For centuries, the meaning of those words has been a mystery. While it’s very possible to become a father without realizing it, mothers go through a process that’s rather difficult to miss. Being someone’s wife without their knowing about it also has its challenges. As the sign next to it says, the inscription “baffles interpretation.”
One theory is that Betty was a slave and Alex Stiven was her owner. He impregnated her when she was 12, and then she got ill and was confined to her bed. During one of her bouts of unconsciousness, she gave birth to four children, one stillborn. Alex Stiven gave them to other slave women to raise, ordering them not to tell Betty. The wife situation is explained by how sex constituted a union at that time, without the requirement of a marriage ceremony.

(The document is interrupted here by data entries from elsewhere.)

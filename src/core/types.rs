use serde::{Serialize, Deserialize};
use std::fmt;

/// Pre-order position of a record. Stable only until the next structural edit.
pub type Pre = u32;

/// Interned element or attribute name. Id 0 means "no name".
pub type NameId = u32;

/// Record category
#[derive(Debug, Clone, Copy, PartialEq, Eq, PartialOrd, Ord, Hash, Serialize, Deserialize)]
pub enum Kind {
    Document,
    Element,
    Attribute,
    Text,
    Comment,
    ProcessingInstruction,
}

impl Kind {
    /// Kinds that open a stack frame during traversal
    pub fn is_container(&self) -> bool {
        matches!(self, Kind::Document | Kind::Element)
    }
}

impl fmt::Display for Kind {
    fn fmt(&self, f: &mut fmt::Formatter) -> fmt::Result {
        let name = match self {
            Kind::Document => "document",
            Kind::Element => "element",
            Kind::Attribute => "attribute",
            Kind::Text => "text",
            Kind::Comment => "comment",
            Kind::ProcessingInstruction => "processing-instruction",
        };
        f.write_str(name)
    }
}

We could consider another possibility. The engravers might not have meant the statements literally. If an older female figure made a difference in your life, you could say she was like a mother without her realizing how much she meant to you. The wife part is a little harder to figure out, admittedly. Either way, people continue to speculate, and Betty Stiven’s tombstone has become a popular tourist attraction, whoever she was.
Don't yu love a good mystery riddle to start the week?
Coffee out on the patio this morning.
I like the first interpretation. Makes more sense. But it certainly is a riddle. You always choose such great stuff!
ReplyDeleteThat is a good one, Mr. Hermit. Wonder if there are any descendants left?
ReplyDeleteThat really is a strange one. I think the first explanation is the most plausible one. Thanks for a good Monday mystery.
ReplyDeleteNow that is interesting and sad all at the same time.
ReplyDeleteCoffee out doors sounds wonderful to me.
Now that one is hard to figure out for sure and like Momlady said, the first interpretation makes the most sense.
ReplyDeleteHey Momlady...
ReplyDeleteGlad you liked it. Too good a mystery to pass up, ya know?
Thanks for stopping by today!
Hey Phyllis...
Does make you stop and think, doesn't it?
Thanks for coming by today!
Hey Linda...
One of those things we'll just never know for sure, I reckon.
Thanks for the visit today!
Hey Jo...
You are certainly right about that. Wonder what kind of life she had?
Thanks for dropping by today!
Hey Dizzy...
Makes you have to put on the thinking cap, right?
Thanks for stopping by this morning!
Until someone digs her up (if a body is even there) and does Carbon Dating and a successful DNA test on the bones, there is no way to tell if she was an Black or White
ReplyDeletePeople are so ridiculous believing a whole load of nonsense without a single iota of evidence. The Afro-centrists (aka Historical Revisionists) are the biggest offenders in this regard.
If a Master wanted to sleep with a slave, he would just send servants to bring her to his bed or better yet take her inside a shed or something and do the deed there.
No need to marry her or build such a public gravesite for her. Even if he 'loved' her it would be social suicide to put his name and hers on a tomb that could be seen by is peers.
R*aping a slave is one thing, but a white planter would get majorly ostracized for 'falling in love' or marrying one.
Also this Sex = Marriage thing is specious at best. This might be a custom among slaves, who could be sold off at any moment, but it certainly would not be binding on white people.
If there is an actual body in that grave, 10 to 1 it is a white woman.